Es importante mencionarlo, para el inicio de los ochenta, Antonio comenzó a alejarse del arte comercial, figurativo, y se dedicó a crear imágenes abstractas (a esta producción le llamaba “arte puro”); volvió a experimentar, se acercó al cubismo; el trabajo que entonces vendía a las revistas era anguloso y menos colorido: algunos de sus mejores dibujos pertenecen a este periodo. Su preocupación por ser un artista serio tomó un lugar central en su vida. Parte de su proyecto para lograr su conversión completa consistía en publicar libros sobre su propia obra: a Antonio’s Girls le siguió Antonio’s Tales from the Thousand and One Nights (1985), un libro sobre Las mil y una noches. Lejos de las escenas envolventes que caracterizaron su obras más conocidas, estas imágenes ahora tienen grandes espacios en blanco; su paleta es más limitada; la pincelada más libre; la silueta, salvo la delimitación de algunos de sus trazos, es incomprensible. Es una desgracia que nunca haya concluido su proyecto de encontrar un lenguaje ajeno a las exigencias comerciales. Literalmente, no le dio la vida: Antonio López recibió su diagnóstico de VIH+ en 1984, y murió poco después, en 1987, a la edad de 44 años. En sus últimos años, tuvo que bajar el ritmo de sus exploraciones pues la mayoría de sus esfuerzos y recursos los destinó a la búsqueda de un tratamiento efectivo.[5]
Por supuesto, a los 40 nadie es un muchacho; pero, como artista, esa edad representa, en la mayoría de los casos, el periodo de consolidación en el que, después de explorar varios motivos, encuentran los temas por los que serán conocidos el resto de sus vidas: Judy Chicago hizo The Dinner Party, a los 40. Richard Serra, Tilted Arc a los 43. Marina Abramović, The Great Wall Walk, a los 42. Para hacer un arte significativo, memorable, se necesita tiempo. Materia que, en el caso de Antonio, fue escasa.

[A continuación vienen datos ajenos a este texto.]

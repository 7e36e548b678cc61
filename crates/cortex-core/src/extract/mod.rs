//! Fact extraction (§4.3): turns imported `Memory` content into `Fact`
//! subject/predicate/object tuples, either via hand-written rules or an
//! optional `LlmProvider` collaborator.

use std::sync::Arc;

use chrono::Utc;
use regex::Regex;

use crate::collab::{CompletionOptions, LlmProvider};
use crate::error::Result;
use crate::model::{Fact, FactState, FactType, DEFAULT_DECAY_RATE};

/// One candidate extraction before it is persisted as a `Fact` (§4.3).
#[derive(Debug, Clone)]
pub struct ExtractedFact {
    pub subject: String,
    pub predicate: String,
    pub object: String,
    pub fact_type: FactType,
    pub confidence: f64,
    pub source_quote: String,
}

impl ExtractedFact {
    /// Materialize into a `Fact` ready for `Store::create_fact`, with
    /// `memory_id` filled in by the caller.
    pub fn into_fact(self, memory_id: i64, agent: Option<String>) -> Fact {
        let now = Utc::now();
        Fact {
            id: 0,
            memory_id,
            subject: self.subject,
            predicate: self.predicate,
            object: self.object,
            fact_type: self.fact_type,
            confidence: self.confidence,
            decay_rate: DEFAULT_DECAY_RATE,
            created_at: now,
            last_reinforced: now,
            state: FactState::Active,
            superseded_by: None,
            source_quote: Some(self.source_quote),
            agent,
        }
    }
}

struct Rule {
    pattern: Regex,
    predicate: &'static str,
    fact_type: FactType,
    confidence: f64,
}

/// Hand-written subject/predicate/object rules (§4.3). Ordered most-specific
/// first; a memory can match more than one rule.
fn rules() -> Vec<Rule> {
    vec![
        Rule {
            pattern: Regex::new(r"(?i)^(?P<subject>[\w .-]+?)\s+(?:always|must)\s+(?P<object>.+)$").unwrap(),
            predicate: "must",
            fact_type: FactType::Rule,
            confidence: 0.85,
        },
        Rule {
            pattern: Regex::new(r"(?i)^(?P<subject>[\w .-]+?)\s+never\s+(?P<object>.+)$").unwrap(),
            predicate: "must_not",
            fact_type: FactType::Rule,
            confidence: 0.85,
        },
        Rule {
            pattern: Regex::new(r"(?i)^we\s+decided\s+(?:to\s+)?(?P<object>.+)$").unwrap(),
            predicate: "decided",
            fact_type: FactType::Decision,
            confidence: 0.8,
        },
        Rule {
            pattern: Regex::new(r"(?i)^(?P<subject>i|the team|we)\s+prefer(?:s)?\s+(?P<object>.+)$").unwrap(),
            predicate: "prefers",
            fact_type: FactType::Preference,
            confidence: 0.75,
        },
        Rule {
            pattern: Regex::new(r"(?i)^(?P<subject>[\w .-]+?)\s+is\s+currently\s+(?P<object>.+)$").unwrap(),
            predicate: "status",
            fact_type: FactType::Status,
            confidence: 0.7,
        },
        Rule {
            pattern: Regex::new(r"(?i)^(?P<subject>[\w .-]+?)\s+(?:is|=)\s+(?P<object>.+)$").unwrap(),
            predicate: "is",
            fact_type: FactType::Kv,
            confidence: 0.6,
        },
    ]
}

/// Rule-based extractor with no external dependency. Always available;
/// the baseline path when no `LlmProvider` is configured (§4.3).
pub struct RuleExtractor {
    rules: Vec<Rule>,
}

impl Default for RuleExtractor {
    fn default() -> Self {
        Self { rules: rules() }
    }
}

impl RuleExtractor {
    pub fn new() -> Self {
        Self::default()
    }

    pub fn extract(&self, content: &str) -> Vec<ExtractedFact> {
        let mut out = Vec::new();
        for sentence in split_sentences(content) {
            let trimmed = sentence.trim();
            if trimmed.is_empty() {
                continue;
            }
            for rule in &self.rules {
                if let Some(caps) = rule.pattern.captures(trimmed) {
                    let subject = caps
                        .name("subject")
                        .map(|m| m.as_str().trim().to_string())
                        .unwrap_or_else(|| "this".to_string());
                    let object = caps.name("object").map(|m| m.as_str().trim().to_string());
                    let Some(object) = object else { continue };
                    out.push(ExtractedFact {
                        subject,
                        predicate: rule.predicate.to_string(),
                        object,
                        fact_type: rule.fact_type,
                        confidence: rule.confidence,
                        source_quote: trimmed.to_string(),
                    });
                    break;
                }
            }
        }
        out
    }
}

fn split_sentences(content: &str) -> Vec<&str> {
    content
        .split(['\n', '.', ';'])
        .map(str::trim)
        .filter(|s| !s.is_empty())
        .collect()
}

/// Strict JSON contract an `LlmProvider` is prompted to return (§4.3, §6).
#[derive(Debug, Clone, serde::Deserialize)]
struct LlmExtraction {
    subject: String,
    predicate: String,
    object: String,
    #[serde(default)]
    fact_type: Option<String>,
    #[serde(default = "default_llm_confidence")]
    confidence: f64,
}

fn default_llm_confidence() -> f64 {
    0.65
}

/// LLM-backed extractor (§4.3, §6), used when the caller has an
/// `LlmProvider` collaborator configured.
pub struct LlmExtractor {
    provider: Arc<dyn LlmProvider>,
}

impl LlmExtractor {
    pub fn new(provider: Arc<dyn LlmProvider>) -> Self {
        Self { provider }
    }

    pub fn extract(&self, content: &str) -> Result<Vec<ExtractedFact>> {
        let prompt = format!(
            "Extract atomic subject/predicate/object facts from the following note. \
             Respond with a JSON array of objects each shaped \
             {{\"subject\":...,\"predicate\":...,\"object\":...,\"fact_type\":...,\"confidence\":0..1}}. \
             Return an empty array if there is nothing factual to extract.\n\n{content}"
        );
        let raw = self.provider.complete(
            &prompt,
            CompletionOptions {
                system: Some("You extract structured facts. Respond with JSON only.".to_string()),
                max_tokens: Some(1024),
                temperature: Some(0.0),
            },
        )?;
        let parsed: Vec<LlmExtraction> = serde_json::from_str(raw.trim()).map_err(crate::error::CoreError::Json)?;
        Ok(parsed
            .into_iter()
            .map(|e| {
                let fact_type = e
                    .fact_type
                    .as_deref()
                    .and_then(|s| s.parse().ok())
                    .unwrap_or(FactType::Kv);
                ExtractedFact {
                    subject: e.subject,
                    predicate: e.predicate,
                    object: e.object,
                    fact_type,
                    confidence: e.confidence.clamp(0.0, 1.0),
                    source_quote: content.to_string(),
                }
            })
            .collect())
    }
}
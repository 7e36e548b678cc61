//! `TestDb` — an isolated on-disk `Store` per test, plus small builders for
//! `Memory` / `Fact` fixtures (§10 ambient stack: test tooling mirrors the
//! reference crate's `tests/e2e` harness style).

use std::sync::Arc;

use chrono::{DateTime, Utc};
use cortex_core::model::{
    Fact, FactState, FactType, Memory, MemoryClass, MemoryMetadata, DEFAULT_DECAY_RATE,
};
use cortex_core::store::Store;
use tempfile::TempDir;

/// An isolated `Store` backed by a temp-directory SQLite file. Dropping
/// `TestDb` deletes the directory.
pub struct TestDb {
    pub store: Arc<Store>,
    _dir: TempDir,
}

impl TestDb {
    pub fn new() -> Self {
        let dir = TempDir::new().expect("create temp dir");
        let store = Store::open(&dir.path().join("cortex.db"), false).expect("open store");
        Self { store: Arc::new(store), _dir: dir }
    }

    pub fn read_only_copy(&self) -> Store {
        Store::open(&self._dir.path().join("cortex.db"), true).expect("open read-only store")
    }

    /// Insert a minimal memory with the given content, returning the
    /// persisted row (with its assigned id).
    pub fn seed_memory(&self, content: &str) -> Memory {
        self.seed_memory_at(content, Utc::now())
    }

    pub fn seed_memory_at(&self, content: &str, imported_at: DateTime<Utc>) -> Memory {
        self.store
            .create_memory(Memory {
                id: 0,
                content: content.to_string(),
                content_hash: format!("{:x}", md5_ish(content)),
                source_file: None,
                source_line: None,
                source_section: None,
                imported_at,
                project: None,
                class: None,
                metadata: MemoryMetadata::default(),
                deleted_at: None,
            })
            .expect("create memory")
    }

    /// Insert a fact owned by `memory_id` with the given subject/predicate/
    /// object, confidence, and `last_reinforced` age in days.
    pub fn seed_fact(
        &self,
        memory_id: i64,
        subject: &str,
        predicate: &str,
        object: &str,
        confidence: f64,
        age_days: i64,
    ) -> Fact {
        let now = Utc::now();
        let created_at = now - chrono::Duration::days(age_days);
        self.store
            .create_fact(Fact {
                id: 0,
                memory_id,
                subject: subject.to_string(),
                predicate: predicate.to_string(),
                object: object.to_string(),
                fact_type: FactType::Kv,
                confidence,
                decay_rate: DEFAULT_DECAY_RATE,
                created_at,
                last_reinforced: created_at,
                state: FactState::Active,
                superseded_by: None,
                source_quote: None,
                agent: None,
            })
            .expect("create fact")
    }
}

impl Default for TestDb {
    fn default() -> Self {
        Self::new()
    }
}

/// Cheap, deterministic content-hash stand-in for fixtures that don't go
/// through the real ingest pipeline's SHA-256 hashing.
fn md5_ish(content: &str) -> u64 {
    use std::hash::{Hash, Hasher};
    let mut hasher = std::collections::hash_map::DefaultHasher::new();
    content.hash(&mut hasher);
    hasher.finish()
}

pub fn memory_class(name: &str) -> MemoryClass {
    name.parse().expect("valid memory class")
}

#[cfg(test)]
mod tests {
    use super::*;

    #[test]
    fn test_db_is_isolated_per_instance() {
        let a = TestDb::new();
        let b = TestDb::new();
        a.seed_memory("hello from a");
        assert_eq!(a.store.stats().unwrap().memory_count, 1);
        assert_eq!(b.store.stats().unwrap().memory_count, 0);
    }
}
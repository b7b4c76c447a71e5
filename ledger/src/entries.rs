//! Parsing of operator-submitted result batches.
//!
//! A batch is newline-separated `Name|ID|Kills` lines. The whole batch is
//! validated and priced before anything is handed to the store.

use chrono::{NaiveDate, NaiveTime};

use crate::calculator::compute_bonus;
use crate::error::{BonusError, Result};
use crate::record::{BonusRecord, EventContext};

/// One parsed `Name|ID|Kills` line.
#[derive(Debug, Clone, PartialEq, Eq)]
pub struct EntryLine {
    pub name: String,
    pub player_id: String,
    pub kills: u32,
}

/// Parses a single line; `index` is only used for error reporting.
pub fn parse_line(index: usize, line: &str) -> Result<EntryLine> {
    let parts: Vec<&str> = line.split('|').map(str::trim).collect();
    let [name, id, kills] = parts.as_slice() else {
        return Err(BonusError::format(index, format!("expected 3 fields, found {}", parts.len())));
    };

    if name.is_empty() {
        return Err(BonusError::format(index, "name is empty"));
    }
    if id.is_empty() || !id.chars().all(|c| c.is_ascii_digit()) {
        return Err(BonusError::format(index, format!("id `{}` is not numeric", id)));
    }
    if kills.is_empty() || !kills.chars().all(|c| c.is_ascii_digit()) {
        return Err(BonusError::format(
            index,
            format!("kills `{}` is not a non-negative integer", kills),
        ));
    }
    let kills: u32 = kills
        .parse()
        .map_err(|_| BonusError::format(index, format!("kills `{}` is too large", kills)))?;

    Ok(EntryLine {
        name: name.to_string(),
        player_id: id.to_string(),
        kills,
    })
}

/// Parses every non-blank line. Indices refer to raw input lines, so blank
/// lines still advance them.
pub fn parse_lines(input: &str) -> Result<Vec<EntryLine>> {
    let mut entries = Vec::new();
    for (index, raw) in input.split('\n').enumerate() {
        let line = raw.trim_end_matches('\r');
        if line.trim().is_empty() {
            continue;
        }
        entries.push(parse_line(index, line)?);
    }
    if entries.is_empty() {
        return Err(BonusError::format(0, "no player lines submitted"));
    }
    Ok(entries)
}

/// A submission: one event context plus its player lines.
#[derive(Debug, Clone)]
pub struct EntryBatch<'a> {
    pub event_kind: &'a str,
    pub outcome: &'a str,
    pub time_slot: &'a str,
    pub date: &'a str,
    pub lines: &'a str,
    pub proof_url: Option<&'a str>,
}

impl EntryBatch<'_> {
    fn context(&self) -> Result<EventContext> {
        let time_slot = self.time_slot.trim();
        NaiveTime::parse_from_str(time_slot, "%H:%M").map_err(|_| {
            BonusError::InvalidInput(format!("time slot `{}` is not HH:MM", self.time_slot))
        })?;
        let date = self.date.trim();
        NaiveDate::parse_from_str(date, "%Y-%m-%d")
            .map_err(|_| BonusError::InvalidInput(format!("date `{}` is not YYYY-MM-DD", self.date)))?;

        Ok(EventContext {
            event_kind: self.event_kind.trim().to_string(),
            outcome: self.outcome.trim().to_string(),
            time_slot: time_slot.to_string(),
            date: date.to_string(),
            proof_url: self.proof_url.map(str::to_string),
        })
    }

    /// Validates and prices every line. Returns no records unless all succeed.
    pub fn price(&self) -> Result<Vec<BonusRecord>> {
        let event = self.context()?;
        let lines = parse_lines(self.lines)?;

        lines
            .iter()
            .map(|line| {
                let bonus = compute_bonus(&event.event_kind, &event.outcome, &event.time_slot, line.kills as i64)?;
                Ok(BonusRecord::new(&line.name, &line.player_id, line.kills, &event, bonus))
            })
            .collect()
    }
}
// Bulk import of ledger files for migration and disaster recovery
// Accepts the JSON array layout of the standalone data.json ledger

use spacetimedb::{reducer, ReducerContext, log};
use bonus_ledger::{BonusRecord, LedgerStore};
use crate::{TableLedger, authorized_worker, refresh_player_summary};

/// Check one imported record before it is written
/// (net_bonus consistency is already enforced when the record deserializes)
fn validate_record(i: usize, record: &BonusRecord) -> Result<(), String> {
    if record.player_id.is_empty() || !record.player_id.chars().all(|c| c.is_ascii_digit()) {
        return Err(format!("Record {}: id `{}` is not numeric", i, record.player_id));
    }
    if record.player_name.trim().is_empty() {
        return Err(format!("Record {}: missing name", i));
    }
    Ok(())
}

/// Append records from a JSON array to the ledger, after the existing ones
/// Protected by authorization check - only authorized workers can call this
#[reducer]
pub fn bulk_restore_bonus_records(ctx: &ReducerContext, json_data: String) -> Result<(), String> {
    // Authorization check: only authorized workers can restore data
    if ctx.db.authorized_worker().identity().find(&ctx.sender).is_none() {
        log::warn!("Unauthorized bulk_restore_bonus_records attempt by {}", ctx.sender);
        return Err("Unauthorized".to_string());
    }

    let records: Vec<BonusRecord> = serde_json::from_str(&json_data)
        .map_err(|e| format!("Invalid JSON: {}", e))?;

    // Validate everything first; the reducer transaction rolls back on Err anyway
    for (i, record) in records.iter().enumerate() {
        validate_record(i, record)?;
    }

    let count = TableLedger { ctx }
        .append_batch(records)
        .map_err(|e| e.to_string())?;
    refresh_player_summary(ctx)?;

    log::info!("✅ Restored {} bonus records", count);
    Ok(())
}
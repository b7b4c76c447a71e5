use crate::error::{BonusError, Result};
use crate::rules::{rule_for, special_for_slot, Outcome, PayoutRule};

/// Priced result of one event participation.
#[derive(Debug, Clone, Copy, PartialEq, Eq, Default)]
pub struct Bonus {
    pub base: u64,
    pub special: u64,
}

impl Bonus {
    pub fn net(&self) -> u64 {
        self.base + self.special
    }
}

/// Prices one participation from the static rule table.
///
/// Unknown event kinds and outcomes a rule does not recognise pay zero.
/// Negative kill counts and payouts that overflow `u64` are rejected.
pub fn compute_bonus(event_kind: &str, outcome: &str, time_slot: &str, kills: i64) -> Result<Bonus> {
    if kills < 0 {
        return Err(BonusError::InvalidInput(format!(
            "kill count must be non-negative, got {}",
            kills
        )));
    }
    let kills = kills as u64;

    let Some(rule) = rule_for(event_kind) else {
        return Ok(Bonus::default());
    };
    let outcome = Outcome::parse(outcome);

    let per_kill = |rate: u64| {
        kills.checked_mul(rate).ok_or_else(|| {
            BonusError::InvalidInput(format!("payout overflow: {} kills at {}", kills, rate))
        })
    };

    let bonus = match rule {
        PayoutRule::PerKill { win, loss } => {
            let base = match outcome {
                Some(Outcome::Win) => per_kill(win)?,
                Some(Outcome::Loss) => per_kill(loss)?,
                _ => 0,
            };
            Bonus { base, special: 0 }
        }
        PayoutRule::PerKillUniform { rate } => Bonus {
            base: per_kill(rate)?,
            special: 0,
        },
        PayoutRule::FlatOutcome { win, defend } => {
            let base = match outcome {
                Some(Outcome::Win) => win,
                Some(Outcome::Defend) => defend.unwrap_or(0),
                _ => 0,
            };
            Bonus { base, special: 0 }
        }
        PayoutRule::FlatUnconditional { amount } => Bonus {
            base: amount,
            special: 0,
        },
        PayoutRule::TimeSlotSpecial => {
            let special = match outcome {
                Some(Outcome::Win) => special_for_slot(time_slot).unwrap_or(0),
                _ => 0,
            };
            Bonus { base: 0, special }
        }
    };

    Ok(bonus)
}
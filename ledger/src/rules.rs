//! Static payout rules keyed by lower-cased event kind.
//!
//! Each event kind maps to one [`PayoutRule`] variant; adding a kind means
//! adding one row to [`RULES`].

/// How an event kind pays out.
#[derive(Debug, Clone, Copy, PartialEq, Eq)]
pub enum PayoutRule {
    /// `kills * win` on a win, `kills * loss` on a loss, nothing otherwise.
    PerKill { win: u64, loss: u64 },
    /// `kills * rate` whatever the outcome.
    PerKillUniform { rate: u64 },
    /// Flat amount on a win; `defend` pays the same amount when present.
    FlatOutcome { win: u64, defend: Option<u64> },
    /// Flat amount regardless of outcome.
    FlatUnconditional { amount: u64 },
    /// No base payout; a winning outcome in a listed slot pays from [`SPECIAL_SLOTS`].
    TimeSlotSpecial,
}

/// Match outcome as reported by operators (compared case-insensitively).
#[derive(Debug, Clone, Copy, PartialEq, Eq)]
pub enum Outcome {
    Win,
    Loss,
    Defend,
}

impl Outcome {
    /// Returns `None` for labels no rule recognises; callers treat that as "no rate".
    pub fn parse(raw: &str) -> Option<Self> {
        match raw.trim().to_lowercase().as_str() {
            "win" => Some(Outcome::Win),
            "loss" => Some(Outcome::Loss),
            "defend" => Some(Outcome::Defend),
            _ => None,
        }
    }
}

pub const RULES: &[(&str, PayoutRule)] = &[
    ("informal", PayoutRule::PerKill { win: 45_000, loss: 4_000 }),
    ("rpticket", PayoutRule::TimeSlotSpecial),
    ("bizwar", PayoutRule::PerKill { win: 30_000, loss: 3_000 }),
    ("capturefoundry", PayoutRule::PerKill { win: 20_000, loss: 5_000 }),
    ("weaponfactory", PayoutRule::PerKill { win: 10_000, loss: 2_000 }),
    ("hoteltakeover", PayoutRule::PerKill { win: 25_000, loss: 5_000 }),
    ("ratingbattle", PayoutRule::PerKill { win: 30_000, loss: 5_000 }),
    ("sphere", PayoutRule::FlatOutcome { win: 20_000, defend: Some(20_000) }),
    ("famraid", PayoutRule::FlatOutcome { win: 20_000, defend: None }),
    ("robbery", PayoutRule::FlatOutcome { win: 30_000, defend: None }),
    ("shopping", PayoutRule::FlatUnconditional { amount: 100_000 }),
    ("vineyard", PayoutRule::FlatOutcome { win: 30_000, defend: None }),
    // Harbour pays the same per kill on every outcome.
    ("harbour", PayoutRule::PerKillUniform { rate: 20_000 }),
];

/// RP ticket bonus by wall-clock slot (HH:MM). Paid only on a win.
pub const SPECIAL_SLOTS: &[(&str, u64)] = &[
    ("10:30", 300_000),
    ("16:30", 350_000),
    ("22:30", 350_000),
];

/// Looks up the rule for an event kind, ignoring case and surrounding whitespace.
pub fn rule_for(event_kind: &str) -> Option<PayoutRule> {
    let kind = event_kind.trim().to_lowercase();
    RULES
        .iter()
        .find(|(name, _)| *name == kind)
        .map(|(_, rule)| *rule)
}

pub fn special_for_slot(time_slot: &str) -> Option<u64> {
    SPECIAL_SLOTS
        .iter()
        .find(|(slot, _)| *slot == time_slot.trim())
        .map(|(_, amount)| *amount)
}

/// Every event kind with a rule, in table order.
pub fn known_kinds() -> impl Iterator<Item = &'static str> {
    RULES.iter().map(|(name, _)| *name)
}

Quiero retomar la cita de Warhol, que no se exhibe completa en la muestra. Antes del extracto reproducido dice: “Creo que su técnica y sus dibujos son maravillosos. Sobre todo, tiene un ojo periodístico”. Esto cobra sentido cuando se considera que el título original de la exposición era Antonio López Visionary Writing [Escritura Visionaria]. El título mexicano “Moda indomable” es mucho más atractivo —por lo obvio— para el público general, pero denota un fenómeno curioso: en vida y muerto, hubo que ceder ante la necesidad de alcanzar una audiencia más amplia.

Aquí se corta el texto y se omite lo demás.